Antibiotic use is known to have a near-immediate impact on our gut microbiota and long-term use may leave us drug resistant and vulnerable to infection.

Now there is mounting laboratory evidence that in the increasingly complex, targeted treatment of cancer, judicious use of antibiotics also is needed to ensure these infection fighters don't have the unintended consequence of also hampering cancer treatment, scientists report.

Any negative impact of antibiotics on cancer treatment appears to go back to the gut and to whether the microbiota is needed to help activate the T cells driving treatment response, says Dr. Gang Zhou, immunologist at the Georgia Cancer Center and the Department of Biochemistry and Molecular Biology at the Medical College of Georgia at Augusta University.

"It likely depends on what types of therapy physicians are giving to patients and how often they also are giving them antibiotics," says Zhou, corresponding author of the study in the journal Oncotarget.
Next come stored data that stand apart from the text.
use super::controller::{request_otp, verify_otp};
use actix_web::web;

pub fn otp_routes(cfg: &mut web::ServiceConfig) {
    cfg.route("/request-otp", web::post().to(request_otp))
        .route("/verify-otp", web::post().to(verify_otp));
}
use log::{debug, error, info, warn};
use std::sync::Arc;
use std::time::Duration;

use super::model::VerifyOutcome;
use super::store::OtpStore;
use crate::utils::email::{Mailer, OTP_EMAIL_SUBJECT, otp_email_body};
use crate::utils::email_validation::EmailValidator;
use crate::utils::error::CustomError;

pub struct OtpService {
    store: Arc<dyn OtpStore>,
    mailer: Arc<dyn Mailer>,
    validator: EmailValidator,
    delivery_timeout: Duration,
}

impl OtpService {
    pub fn new(
        store: Arc<dyn OtpStore>,
        mailer: Arc<dyn Mailer>,
        validator: EmailValidator,
        delivery_timeout: Duration,
    ) -> Self {
        OtpService {
            store,
            mailer,
            validator,
            delivery_timeout,
        }
    }

    /// Issue a code for `email` and mail it.
    ///
    /// The code is stored before delivery is attempted, so a failed or timed
    /// out delivery still leaves it pending until it expires or is replaced.
    pub async fn request_otp(&self, email: &str) -> Result<(), CustomError> {
        if !self.validator.is_valid_email(email) {
            debug!("Rejected OTP request for an address outside the allowed domain");
            return Err(CustomError::InvalidEmailError);
        }

        let code = self.store.issue(email);
        info!("Issued OTP for {}", email);

        self.send_otp_email(email, code).await
    }

    async fn send_otp_email(&self, email: &str, code: u32) -> Result<(), CustomError> {
        let body = otp_email_body(code);
        let delivery = self.mailer.send_email(email, OTP_EMAIL_SUBJECT, &body);

        match tokio::time::timeout(self.delivery_timeout, delivery).await {
            Ok(Ok(())) => Ok(()),
            Ok(Err(e)) => {
                error!("OTP Send Error for {}: {}", email, e);
                Err(CustomError::DeliveryError(e))
            }
            Err(_) => {
                error!(
                    "OTP Send Error for {}: timed out after {:?}",
                    email, self.delivery_timeout
                );
                Err(CustomError::DeliveryError("delivery timed out".to_string()))
            }
        }
    }

    /// Check a submitted code. `None` stands for a missing or non-numeric
    /// code, which can never match.
    pub fn verify_otp(&self, email: &str, code: Option<u32>) -> Result<(), CustomError> {
        // 0 is outside the issued range so it can only mismatch
        let outcome = self.store.verify(email, code.unwrap_or(0));

        match outcome {
            VerifyOutcome::Success => {
                info!("OTP verified for {}", email);
                Ok(())
            }
            VerifyOutcome::NotFound => Err(CustomError::OtpNotFoundError),
            VerifyOutcome::Expired => {
                info!("Expired OTP discarded for {}", email);
                Err(CustomError::OtpExpiredError)
            }
            VerifyOutcome::Mismatch => {
                warn!("OTP mismatch for {}", email);
                Err(CustomError::InvalidOtpError)
            }
        }
    }
}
They have some of the first evidence that in some of the newest therapies, the effect of antibiotics is definitely mixed. Infections are typically the biggest complication of chemotherapy, and antibiotics are commonly prescribed to prevent and treat them.

"We give a lot of medications to prevent infections," says Dr. Locke Bryan, hematologist/oncologist at the Georgia Cancer Center and MCG.

"White blood cell counts can go so low that you have no defense against bacteria, and that overwhelming infection can be lethal," says Bryan, a study co-author.

In this high-stakes arena, where chemotherapy is increasingly packaged with newer immunotherapies, Bryan, Zhou and their colleagues have more evidence that antibiotics' impact on the microbiota can mean that T cells, key players of the immune response, are less effective and some therapies might be too.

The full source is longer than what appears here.